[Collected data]
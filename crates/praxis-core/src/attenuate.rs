//! Attenuation: clipping and coercing attribute values to legal ranges and
//! types after every transition.

use std::collections::BTreeMap;

use serde::{Deserialize, Serialize};

use crate::state::State;
use crate::types::Value;

/// Target type an attribute is coerced to.
#[derive(Debug, Clone, Copy, PartialEq, Eq, Serialize, Deserialize)]
#[serde(rename_all = "snake_case")]
pub enum AttributeType {
    Float,
    Integer,
    Bool,
}

/// Range and type rule for one attribute.
#[derive(Debug, Clone, Default, PartialEq, Serialize, Deserialize)]
pub struct Constraint {
    #[serde(default)]
    pub min: Option<f64>,
    #[serde(default)]
    pub max: Option<f64>,
    #[serde(default, rename = "type")]
    pub kind: Option<AttributeType>,
}

impl Constraint {
    /// Clip to `[min, max]`; either bound may be open.
    pub fn range(min: Option<f64>, max: Option<f64>) -> Self {
        Self {
            min,
            max,
            kind: None,
        }
    }

    /// Coerce to a type.
    pub fn typed(kind: AttributeType) -> Self {
        Self {
            kind: Some(kind),
            ..Self::default()
        }
    }

    /// Add a type coercion to a range rule.
    pub fn with_type(mut self, kind: AttributeType) -> Self {
        self.kind = Some(kind);
        self
    }

    /// Coerce then clip a value. Enum values pass through untouched.
    pub fn attenuate(&self, value: Value) -> Value {
        let value = match (self.kind, value) {
            (Some(AttributeType::Bool), Value::Num(x)) => return Value::Bool(x != 0.0),
            (Some(AttributeType::Bool), other) => return other,
            (Some(_), Value::Bool(b)) => Value::Num(if b { 1.0 } else { 0.0 }),
            (_, other) => other,
        };

        match value {
            Value::Num(mut x) => {
                if let Some(min) = self.min {
                    x = x.max(min);
                }
                if let Some(max) = self.max {
                    x = x.min(max);
                }
                if self.kind == Some(AttributeType::Integer) {
                    x = x.trunc();
                }
                Value::Num(x)
            }
            other => other,
        }
    }
}

/// Attenuation rules keyed by attribute name.
#[derive(Debug, Clone, Default, PartialEq, Serialize, Deserialize)]
#[serde(transparent)]
pub struct Constraints {
    rules: BTreeMap<String, Constraint>,
}

impl Constraints {
    pub fn new() -> Self {
        Self::default()
    }

    pub fn with(mut self, attribute: impl Into<String>, constraint: Constraint) -> Self {
        self.rules.insert(attribute.into(), constraint);
        self
    }

    pub fn get(&self, attribute: &str) -> Option<&Constraint> {
        self.rules.get(attribute)
    }

    pub fn is_empty(&self) -> bool {
        self.rules.is_empty()
    }

    /// Attenuate one value for the named attribute.
    pub fn attenuate_value(&self, attribute: &str, value: Value) -> Value {
        match self.rules.get(attribute) {
            Some(rule) => rule.attenuate(value),
            None => value,
        }
    }

    /// Attenuate every constrained attribute of a state, returning a new state.
    pub fn attenuate_state(&self, state: &State) -> State {
        if self.rules.is_empty() {
            return state.clone();
        }
        state
            .iter()
            .map(|(k, v)| (k, self.attenuate_value(k, v.clone())))
            .collect()
    }
}

#[cfg(test)]
mod tests {
    use super::*;

    #[test]
    fn test_range_clipping() {
        let rule = Constraint::range(Some(0.0), Some(1.0));
        assert_eq!(rule.attenuate(Value::from(-0.5)), Value::Num(0.0));
        assert_eq!(rule.attenuate(Value::from(1.5)), Value::Num(1.0));
        assert_eq!(rule.attenuate(Value::from(0.25)), Value::Num(0.25));
    }

    #[test]
    fn test_open_bounds() {
        let rule = Constraint::range(Some(0.0), None);
        assert_eq!(rule.attenuate(Value::from(1e9)), Value::Num(1e9));
        assert_eq!(rule.attenuate(Value::from(-3)), Value::Num(0.0));
    }

    #[test]
    fn test_type_coercion() {
        let int = Constraint::range(None, Some(10.0)).with_type(AttributeType::Integer);
        assert_eq!(int.attenuate(Value::from(3.7)), Value::Num(3.0));
        assert_eq!(int.attenuate(Value::from(12.5)), Value::Num(10.0));
        assert_eq!(int.attenuate(Value::from(true)), Value::Num(1.0));

        let flag = Constraint::typed(AttributeType::Bool);
        assert_eq!(flag.attenuate(Value::from(1)), Value::Bool(true));
        assert_eq!(flag.attenuate(Value::from(0)), Value::Bool(false));
        assert_eq!(flag.attenuate(Value::from("x")), Value::from("x"));
    }

    #[test]
    fn test_attenuate_state() {
        let constraints = Constraints::new()
            .with("stress", Constraint::range(Some(0.0), None))
            .with("employed", Constraint::typed(AttributeType::Bool));
        let state: State = [
            ("stress", Value::from(-2.0)),
            ("employed", Value::from(1.0)),
            ("cash", Value::from(-50.0)),
        ]
        .into_iter()
        .collect();

        let attenuated = constraints.attenuate_state(&state);
        assert_eq!(attenuated.num("stress"), Some(0.0));
        assert_eq!(attenuated.get("employed"), Some(&Value::Bool(true)));
        assert_eq!(attenuated.num("cash"), Some(-50.0));
        assert_eq!(state.num("stress"), Some(-2.0));
    }

    #[test]
    fn test_constraints_from_json() {
        let constraints: Constraints = serde_json::from_str(
            r#"{"stress": {"min": 0.0}, "hour": {"min": 0, "max": 24, "type": "integer"}}"#,
        )
        .unwrap();

        assert_eq!(
            constraints.attenuate_value("hour", Value::from(30.2)),
            Value::Num(24.0)
        );
        assert_eq!(constraints.get("stress").and_then(|c| c.max), None);
    }
}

◆ Task instructions ◆
All lines above from the one holding "use crate::types::Value;" to the one holding "pub fn attenuate(&self, value: Value)", inclusive, are to be copied exactly; no other line is wanted.

◆ Worked solution ◆
use crate::types::Value;

/// Target type an attribute is coerced to.
#[derive(Debug, Clone, Copy, PartialEq, Eq, Serialize, Deserialize)]
#[serde(rename_all = "snake_case")]
pub enum AttributeType {
    Float,
    Integer,
    Bool,
}

/// Range and type rule for one attribute.
#[derive(Debug, Clone, Default, PartialEq, Serialize, Deserialize)]
pub struct Constraint {
    #[serde(default)]
    pub min: Option<f64>,
    #[serde(default)]
    pub max: Option<f64>,
    #[serde(default, rename = "type")]
    pub kind: Option<AttributeType>,
}

impl Constraint {
    /// Clip to `[min, max]`; either bound may be open.
    pub fn range(min: Option<f64>, max: Option<f64>) -> Self {
        Self {
            min,
            max,
            kind: None,
        }
    }

    /// Coerce to a type.
    pub fn typed(kind: AttributeType) -> Self {
        Self {
            kind: Some(kind),
            ..Self::default()
        }
    }

    /// Add a type coercion to a range rule.
    pub fn with_type(mut self, kind: AttributeType) -> Self {
        self.kind = Some(kind);
        self
    }

    /// Coerce then clip a value. Enum values pass through untouched.
    pub fn attenuate(&self, value: Value) -> Value {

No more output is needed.